In undisturbed environments, individual plants are consistently in a
strong competitive state with each other. Newly generated clonal ramets
more easily survive and grow in contrast to plants that are germinated
by seeds. Therefore, plants are more likely to adopt clone reproduction
when they grow under a long-term and stable environmental selection
pressures. This might be related to the difficulty of establishing
seedlings from seed reproduction (Chen et al., 2016). When the
tetraploids of C. udensis form through genome duplication (Li et
al., 1996), they explore new surroundings that are completely different
from the ancestral diploids. The tetraploids might adapt to this new
environment through higher level of clonal growth than its ancestral
diploids and grow at relatively lower altitudes than that of the
diploids in the Hualongshan Mountains.
To occupy and maintain spatial territories, C. udensis had to
maintain sexual reproduction due to the instability of water, heat,
climate, and other environmental factors in the subalpine environment.
Thus, both the diploid and tetraploid populations preserved the sexual
reproduction system through seeds as the main forms, and the ancestral
diploids sustained a higher rate of sexual reproduction than did the
tetraploids. Furthermore, C. udensis is a perennial rosette
herbaceous species that grows under the shade of forests. Its population
distribution was limited by changes in the canopy density of forest
communities, environmental temperature, soil moisture, and the thickness
of the humus layer.
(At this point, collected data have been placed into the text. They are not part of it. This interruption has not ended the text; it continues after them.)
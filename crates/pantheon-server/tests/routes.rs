//! Router tests driven through `tower::ServiceExt::oneshot` against a mock
//! generation backend.

use std::sync::Arc;

use axum::body::Body;
use axum::http::{Request, StatusCode};
use axum::Router;
use serde_json::{json, Value};
use tower::ServiceExt;

use pantheon_core::engine::{QuizEngine, QuizEngineConfig};
use pantheon_core::error::ProviderError;
use pantheon_providers::mock::MockProvider;
use pantheon_server::{app, AppState};

const FULL_SET_TEXT: &str = "\
질문1: 주말에 에너지를 얻는 방법은? | 답변A: 친구들과 만난다 | 유형: E | 답변B: 혼자 쉰다 | 유형: I
질문2: 새 기기를 사면? | 답변A: 설명서부터 읽는다 | 유형: S | 답변B: 일단 눌러본다 | 유형: N";

fn router_with(provider: MockProvider) -> Router {
    let engine = QuizEngine::new(Arc::new(provider), QuizEngineConfig::default());
    app(AppState::new(engine))
}

fn post_json(uri: &str, body: Value) -> Request<Body> {
    Request::builder()
        .method("POST")
        .uri(uri)
        .header("content-type", "application/json")
        .body(Body::from(body.to_string()))
        .expect("request should build")
}

async fn send(app: Router, request: Request<Body>) -> (StatusCode, Value) {
    let response = app.oneshot(request).await.expect("request should succeed");
    let status = response.status();
    let bytes = axum::body::to_bytes(response.into_body(), usize::MAX)
        .await
        .expect("body should be readable");
    let body = serde_json::from_slice(&bytes).expect("body should be JSON");
    (status, body)
}

#[tokio::test]
async fn health_reports_version() {
    let app = router_with(MockProvider::with_fixed_response(""));
    let request = Request::builder()
        .uri("/health")
        .body(Body::empty())
        .expect("request should build");

    let (status, body) = send(app, request).await;
    assert_eq!(status, StatusCode::OK);
    assert_eq!(body["status"], "ok");
    assert_eq!(body["version"], env!("CARGO_PKG_VERSION"));
}

#[tokio::test]
async fn start_returns_twenty_questions() {
    let app = router_with(MockProvider::with_fixed_response(FULL_SET_TEXT));
    let request = Request::builder()
        .method("POST")
        .uri("/api/mbti/start")
        .body(Body::empty())
        .expect("request should build");

    let (status, body) = send(app, request).await;
    assert_eq!(status, StatusCode::OK);

    let questions = body["questions"].as_array().expect("questions array");
    assert_eq!(questions.len(), 20);
    assert_eq!(questions[0]["question"], "주말에 에너지를 얻는 방법은?");
    assert_eq!(
        questions[0]["answers"],
        json!([
            {"text": "친구들과 만난다", "type": "E"},
            {"text": "혼자 쉰다", "type": "I"}
        ])
    );
    assert_eq!(questions[2]["question"], "질문 3");
    assert_eq!(questions[2]["answers"][0]["type"], "T");
    assert_eq!(questions[2]["answers"][1]["type"], "F");
}

#[tokio::test]
async fn question_repairs_missing_trait_letters() {
    let app = router_with(MockProvider::with_fixed_response(
        "질문: 여행 준비는?\n답변A: 일정표를 만든다\n답변B: 가서 정한다",
    ));

    let (status, body) = send(
        app,
        post_json(
            "/api/mbti/question",
            json!({"questionNumber": 4, "category": "JP"}),
        ),
    )
    .await;

    assert_eq!(status, StatusCode::OK);
    assert_eq!(body["question"], "여행 준비는?");
    assert_eq!(body["answers"][0]["type"], "J");
    assert_eq!(body["answers"][1]["type"], "P");
}

#[tokio::test]
async fn question_rejects_unknown_category() {
    let provider = Arc::new(MockProvider::with_fixed_response(""));
    let engine = QuizEngine::new(provider.clone(), QuizEngineConfig::default());
    let app = app(AppState::new(engine));

    let (status, body) = send(
        app,
        post_json(
            "/api/mbti/question",
            json!({"questionNumber": 1, "category": "XY"}),
        ),
    )
    .await;

    assert_eq!(status, StatusCode::BAD_REQUEST);
    assert_eq!(body["error"], "invalid_request");
    assert_eq!(provider.call_count(), 0);
}

#[tokio::test]
async fn question_rejects_malformed_body() {
    let app = router_with(MockProvider::with_fixed_response(""));
    let (status, body) = send(
        app,
        post_json("/api/mbti/question", json!({"category": "EI"})),
    )
    .await;

    assert_eq!(status, StatusCode::BAD_REQUEST);
    assert_eq!(body["error"], "invalid_request");
    assert!(body["message"]
        .as_str()
        .unwrap()
        .contains("questionNumber"));
}

#[tokio::test]
async fn result_scores_tally() {
    let app = router_with(MockProvider::with_fixed_response(""));
    let (status, body) = send(
        app,
        post_json(
            "/api/mbti/result",
            json!({"answers": {"E": 1, "I": 4, "S": 0, "N": 5, "T": 2, "F": 2, "J": 1, "P": 3}}),
        ),
    )
    .await;

    assert_eq!(status, StatusCode::OK);
    assert_eq!(body["mbtiType"], "INFP");
    assert_eq!(body["characterName"], "페르세포네 (Persephone)");
    assert_eq!(body["traits"].as_array().unwrap().len(), 4);
}

#[tokio::test]
async fn result_with_empty_tally_ties_to_second_letters() {
    let app = router_with(MockProvider::with_fixed_response(""));
    let (status, body) = send(app, post_json("/api/mbti/result", json!({"answers": {}}))).await;

    assert_eq!(status, StatusCode::OK);
    assert_eq!(body["mbtiType"], "INFP");
}

#[tokio::test]
async fn result_ignores_lowercase_tally_keys() {
    for _ in 0..20 {
        let app = router_with(MockProvider::with_fixed_response(""));
        let (status, body) = send(
            app,
            post_json("/api/mbti/result", json!({"answers": {"E": 1, "e": 5, "I": 3}})),
        )
        .await;

        assert_eq!(status, StatusCode::OK);
        assert_eq!(body["mbtiType"], "INFP");
    }
}

#[tokio::test]
async fn generation_failure_is_bad_gateway() {
    let app = router_with(MockProvider::failing(|| ProviderError::Timeout(120)));
    let request = Request::builder()
        .method("POST")
        .uri("/api/mbti/start")
        .body(Body::empty())
        .expect("request should build");

    let (status, body) = send(app, request).await;
    assert_eq!(status, StatusCode::BAD_GATEWAY);
    assert_eq!(body["error"], "generation_failed");
}
static APHRODITE: PersonaRecord = PersonaRecord {
    type_code: TypeCode::ENFP,
    display_name: "아프로디테 (Aphrodite)",
    emoji: "💖",
    image_url: image_url!("Greek%20goddess%20Aphrodite%20of%20love%20and%20beauty%2C%20charming%20anime%20style%2C%20pink%20and%20gold%20colors%2C%20romantic%20illustration"),
    description: "사랑과 아름다움의 여신 아프로디테처럼, 당신은 열정적이고 창의적인 에너지로 주변을 밝힙니다.",
    traits: &[
        "열정적이고 창의적",
        "사람들과의 깊은 교감",
        "새로운 경험에 대한 열린 마음",
        "긍정적 에너지 전파",
    ],
};

static HESTIA: PersonaRecord = PersonaRecord {
    type_code: TypeCode::ISTJ,
    display_name: "헤스티아 (Hestia)",
    emoji: "🔥",
    image_url: image_url!("Greek%20goddess%20Hestia%20of%20hearth%20and%20home%20with%20sacred%20flame%2C%20warm%20anime%20style%2C%20orange%20and%20red%20colors%2C%20cozy%20illustration"),
    description: "가정의 여신 헤스티아처럼, 당신은 책임감 있고 신뢰할 수 있는 사람입니다.",
    traits: &[
        "책임감 있고 신뢰할 수 있음",
        "체계적이고 조직적",
        "전통과 규칙 존중",
        "꼼꼼하고 정확한 업무 처리",
    ],
};

static DEMETER: PersonaRecord = PersonaRecord {
    type_code: TypeCode::ISFJ,
    display_name: "데메테르 (Demeter)",
    emoji: "🌾",
    image_url: image_url!("Greek%20goddess%20Demeter%20of%20harvest%20with%20wheat%20and%20nature%2C%20nurturing%20anime%20style%2C%20earth%20tone%20colors%2C%20peaceful%20illustration"),
    description: "수확의 여신 데메테르처럼, 당신은 헌신적이고 따뜻한 마음으로 타인을 돌보는 양육자입니다.",
    traits: &[
        "헌신적이고 배려심 깊음",
        "실용적이고 세심한 돌봄",
        "안정과 조화 추구",
        "타인의 필요를 먼저 생각",
    ],
};

static ARES: PersonaRecord = PersonaRecord {
    type_code: TypeCode::ESTJ,
    display_name: "아레스 (Ares)",
    emoji: "⚔️",
    image_url: image_url!("Greek%20god%20Ares%20of%20war%20with%20armor%20and%20sword%2C%20powerful%20anime%20style%2C%20red%20and%20black%20colors%2C%20warrior%20illustration"),
    description: "전쟁의 신 아레스처럼, 당신은 강력한 추진력과 용기로 목표를 달성하는 실행가입니다.",
    traits: &[
        "강력한 실행력과 결단력",
        "체계적인 조직 관리",
        "효율성과 생산성 추구",
        "명확한 규칙과 질서 선호",
    ],
};

static HEBE: PersonaRecord = PersonaRecord {
    type_code: TypeCode::ESFJ,
    display_name: "헤베 (Hebe)",
    emoji: "🌟",
    image_url: image_url!("Greek%20goddess%20Hebe%20of%20youth%20with%20cup%20of%20nectar%2C%20cheerful%20anime%20style%2C%20bright%20yellow%20colors%2C%20joyful%20illustration"),
    description: "청춘의 여신 헤베처럼, 당신은 활기차고 사교적이며 타인을 돌보는 것을 즐깁니다.",
    traits: &[
        "사교적이고 친화력이 뛰어남",
        "타인을 돕고 배려함",
        "조화로운 분위기 조성",
        "전통과 사회적 가치 존중",
    ],
};

static ARTEMIS: PersonaRecord = PersonaRecord {
    type_code: TypeCode::ISTP,
    display_name: "아르테미스 (Artemis)",
    emoji: "🏹",
    image_url: image_url!("Greek%20goddess%20Artemis%20hunter%20with%20bow%20and%20deer%2C%20independent%20anime%20style%2C%20silver%20and%20green%20colors%2C%20wild%20illustration"),
    description: "사냥의 여신 아르테미스처럼, 당신은 독립적이고 실용적인 문제 해결사입니다.",
    traits: &[
        "독립적이고 자유로움",
        "실용적인 문제 해결",
        "순발력과 적응력",
        "위기 상황에서의 침착함",
    ],
};

static MUSES: PersonaRecord = PersonaRecord {
    type_code: TypeCode::ISFP,
    display_name: "뮤즈 (Muses)",
    emoji: "🎨",
    image_url: image_url!("Greek%20muse%20goddess%20of%20arts%20with%20painting%20and%20music%2C%20artistic%20anime%20style%2C%20rainbow%20colors%2C%20creative%20illustration"),
    description: "예술의 여신 뮤즈처럼, 당신은 감수성이 풍부하고 예술적인 영혼을 가진 사람입니다.",
    traits: &[
        "예술적 감각과 심미안",
        "온화하고 배려심 깊음",
        "현재를 즐기는 여유",
        "자유로운 자기 표현",
    ],
};

static POSEIDON: PersonaRecord = PersonaRecord {
    type_code: TypeCode::ESTP,
    display_name: "포세이돈 (Poseidon)",
    emoji: "🌊",
    image_url: image_url!("Greek%20god%20Poseidon%20of%20sea%20with%20trident%20and%20waves%2C%20dynamic%20anime%20style%2C%20ocean%20blue%20colors%2C%20adventurous%20illustration"),
    description: "바다의 신 포세이돈처럼, 당신은 역동적이고 대담한 모험가입니다.",
    traits: &[
        "역동적이고 에너지 넘침",
        "대담하고 모험적",
        "빠른 판단과 실행",
        "현실적이고 실용적",
    ],
};

static DIONYSUS: PersonaRecord = PersonaRecord {
    type_code: TypeCode::ESFP,
    display_name: "디오니소스 (Dionysus)",
    emoji: "🍇",
    image_url: image_url!("Greek%20god%20Dionysus%20of%20wine%20and%20festivity%20with%20grapes%2C%20festive%20anime%20style%2C%20purple%20and%20green%20colors%2C%20party%20illustration"),
    description: "축제의 신 디오니소스처럼, 당신은 즐거움과 열정으로 가득한 엔터테이너입니다.",
    traits: &[
        "활기차고 즐거움을 추구",
        "사교적이고 친근함",
        "순간을 즐기는 낙천성",
        "창의적인 즉흥성",
    ],
};

#[cfg(test)]
mod tests {
    use super::*;
    use std::collections::HashSet;

    const IMAGE_BASE: &str = "https://image.pollinations.ai/prompt/";

    #[test]
    fn every_code_has_its_own_persona() {
        let mut names = HashSet::new();
        for code in TypeCode::ALL {
            let persona = code.persona();
            assert_eq!(persona.type_code, code);
            assert_eq!(persona.traits.len(), 4);
            assert!(names.insert(persona.display_name), "duplicate {}", persona.display_name);
        }
        assert_eq!(names.len(), 16);
    }

    #[test]
    fn resolve_known_codes() {
        assert_eq!(resolve("INFP").display_name, "페르세포네 (Persephone)");
        assert_eq!(resolve("ENTJ").emoji, "⚡");
        for code in TypeCode::ALL {
            assert_eq!(resolve(code.as_str()).type_code, code);
        }
    }

    #[test]
    fn resolve_unknown_defaults_to_enfp() {
        assert_eq!(resolve("XXXX").type_code, TypeCode::ENFP);
        assert_eq!(resolve("").type_code, TypeCode::ENFP);
        assert_eq!(resolve("infp").type_code, TypeCode::ENFP);
        assert_eq!(resolve("ENFP").type_code, TypeCode::ENFP);
    }

    #[test]
    fn letters_round_trip_through_from_letters() {
        for code in TypeCode::ALL {
            let [a, b, c, d] = code.letters();
            assert_eq!(TypeCode::from_letters(a, b, c, d), code);
            let text: String = code.letters().iter().map(|l| l.as_char()).collect();
            assert_eq!(text, code.as_str());
        }
    }

    #[test]
    fn only_athena_lacks_an_image() {
        let without: Vec<_> = all_personas().filter(|p| p.image_url.is_none()).collect();
        assert_eq!(without.len(), 1);
        assert_eq!(without[0].type_code, TypeCode::INTJ);
        for p in all_personas().filter_map(|p| p.image_url) {
            assert!(p.starts_with(IMAGE_BASE));
        }
    }

    #[test]
    fn persona_serializes_to_result_shape() {
        let json = serde_json::to_value(TypeCode::INTJ.persona()).unwrap();
        assert_eq!(json["mbtiType"], "INTJ");
        assert_eq!(json["characterName"], "아테나 (Athena)");
        assert_eq!(json["emoji"], "🦉");
        assert!(json["imageUrl"].is_null());
        assert_eq!(json["traits"].as_array().unwrap().len(), 4);
    }
}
In conjunction with the lower altitudes of the
geographical distribution areas of C. udensis , the decomposition
period of humus gradually shortened. The humus soil layer that the seeds
of C. udensis depended on for dormancy and germination gradually
became a limiting factor for sustaining the population. During the
evolutionary process, the tetraploids might decrease the rate of sexual
reproduction and increase clonal growth to stabilize the population.
As both the sexual reproduction and asexual reproduction of plants can
contribute to risk sharing and resource acquisition capacities in plaque
habitats, as well as the maintenance of genetic diversity, plants can
adopt reproductive trade-off strategies under different environments
(Zhang et al., 2015). Generally, habitats under forest shade are not
helpful for seed germination and seedling growth. C. udensiswould propagate offspring through clonal growth that could overcome the
disadvantage of seedlings that are growing under the forest canopy. When
fierce intraspecific competition is restricted by density, plants can
avoid intraspecific competition by creating more resources to invest in
seed reproduction through its own hormone regulation within a limited
space. Therefore, to adapt to the changing subalpine environment, the
diploids and tetraploids of C. udensis evolved into a facultative
clone species, which would maintain population stability and
reproduction through both seed reproduction and clone growth.